Is it any wonder kids are fat?

While the debate over childhood obesity rumbles on and experts search for reasons for the epidemic, a clutch of new studies recently published suggests the causes are a combination of factors.

Foremost though appears to be the immediate environment children find themselves in.

Much of the blame is attributed to media advertising where children are bombarded at school and at home by adverts for drinks, junk food and fast food..... where often rewards are offered in the form of toys or games.

The decline too of many sports and physical activities in schools also plays a significant part in the childhood obesity epidemic as does the rise in sedentary activities such as computer games.

Experts suggest the combination of such factors may explain why childhood obesity has reached such proportions and they say environmental factors and policies are challenging the health of children in America.

A number of new studies by researchers at the University of Illinois-Chicago and the University of Michigan examined teenagers' surroundings, and their findings confirm earlier research.

Their conclusions appear in a special supplement of the American Journal of Preventive Medicine and say schools and communities will continue to encourage the childhood obesity epidemic until policies are adopted to improve the health of children and communities.

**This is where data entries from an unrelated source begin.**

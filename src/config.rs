use crate::eval::evaluator::DEFAULT_MAX_DEPTH;

/// Default cap on synthetic rows explored per policy by sampling rules.
pub const DEFAULT_MAX_SAMPLE_ROWS: usize = 256;

/// Knobs for one analysis or simulation run.
#[derive(Debug, Clone, Copy, PartialEq, Eq)]
pub struct AnalyzerConfig {
    /// Size of the rule engine's worker pool.
    pub worker_threads: usize,
    /// Nesting budget for correlated subqueries.
    pub max_depth: usize,
    /// Cap on synthetic rows explored per policy.
    pub max_sample_rows: usize,
}

impl Default for AnalyzerConfig {
    fn default() -> Self {
        Self {
            worker_threads: std::thread::available_parallelism().map_or(1, usize::from),
            max_depth: DEFAULT_MAX_DEPTH,
            max_sample_rows: DEFAULT_MAX_SAMPLE_ROWS,
        }
    }
}

impl AnalyzerConfig {
    /// Override the values that are `Some`; zero is raised to one.
    pub fn with_overrides(
        mut self,
        worker_threads: Option<usize>,
        max_depth: Option<usize>,
        max_sample_rows: Option<usize>,
    ) -> Self {
        if let Some(n) = worker_threads {
            self.worker_threads = n.max(1);
        }
        if let Some(n) = max_depth {
            self.max_depth = n.max(1);
        }
        if let Some(n) = max_sample_rows {
            self.max_sample_rows = n.max(1);
        }
        self
    }
}

#[cfg(test)]
mod tests {
    use super::*;

    #[test]
    fn defaults_are_positive() {
        let config = AnalyzerConfig::default();
        assert!(config.worker_threads >= 1);
        assert_eq!(config.max_depth, 16);
        assert_eq!(config.max_sample_rows, 256);
    }

    #[test]
    fn overrides_apply_and_clamp() {
        let config = AnalyzerConfig::default().with_overrides(Some(0), None, Some(8));
        assert_eq!(config.worker_threads, 1);
        assert_eq!(config.max_depth, 16);
        assert_eq!(config.max_sample_rows, 8);
    }
}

They believe policy changes could make healthy choices easier.

Lisa Powell of the University of Illinois, Chicago, examined restaurant and food store options in neighborhoods and food-related television advertising aimed at teens.

She says lower-income neighborhoods tend to have a higher proportion of fast-food restaurants, and black urban neighborhoods have the highest percentage of fast-food restaurants.

Powell says when people rely on convenience stores that seem to proliferate in many poor neighborhoods, families eat less healthy food.

Powell and her colleagues studied more than 200,000 adverts on top-rated shows viewed by teens aged 12 to 17 in 2003 and 2004 and found more than a quarter were for fast food, sweets and beverages, all items well within a teenager's budget.

Overall, fast-food advertising comprised 23 percent of all food-related ads seen by teens.

According to a study by Lloyd Johnston and colleagues at the University of Michigan, teens have ready access to high-fat, sugary foods and drinks at school and the majority of middle schools and high schools had contracts with a soft-drink company.

The researchers recommend that supermarkets be placed in 'food deserts' in inner cities so people have access to healthy food; food companies stop marketing unhealthy foods to children; schools create more opportunities for physical activity and limit offerings of unhealthy foods and beverages.

Meanwhile, parents can make a difference, says social psychologist Lloyd Johnston of the University of Michigan and parents must act by being good role models for their children.

The research was financed by the Robert Wood Johnson Foundation and is published in the American Journal of Preventive Medicine.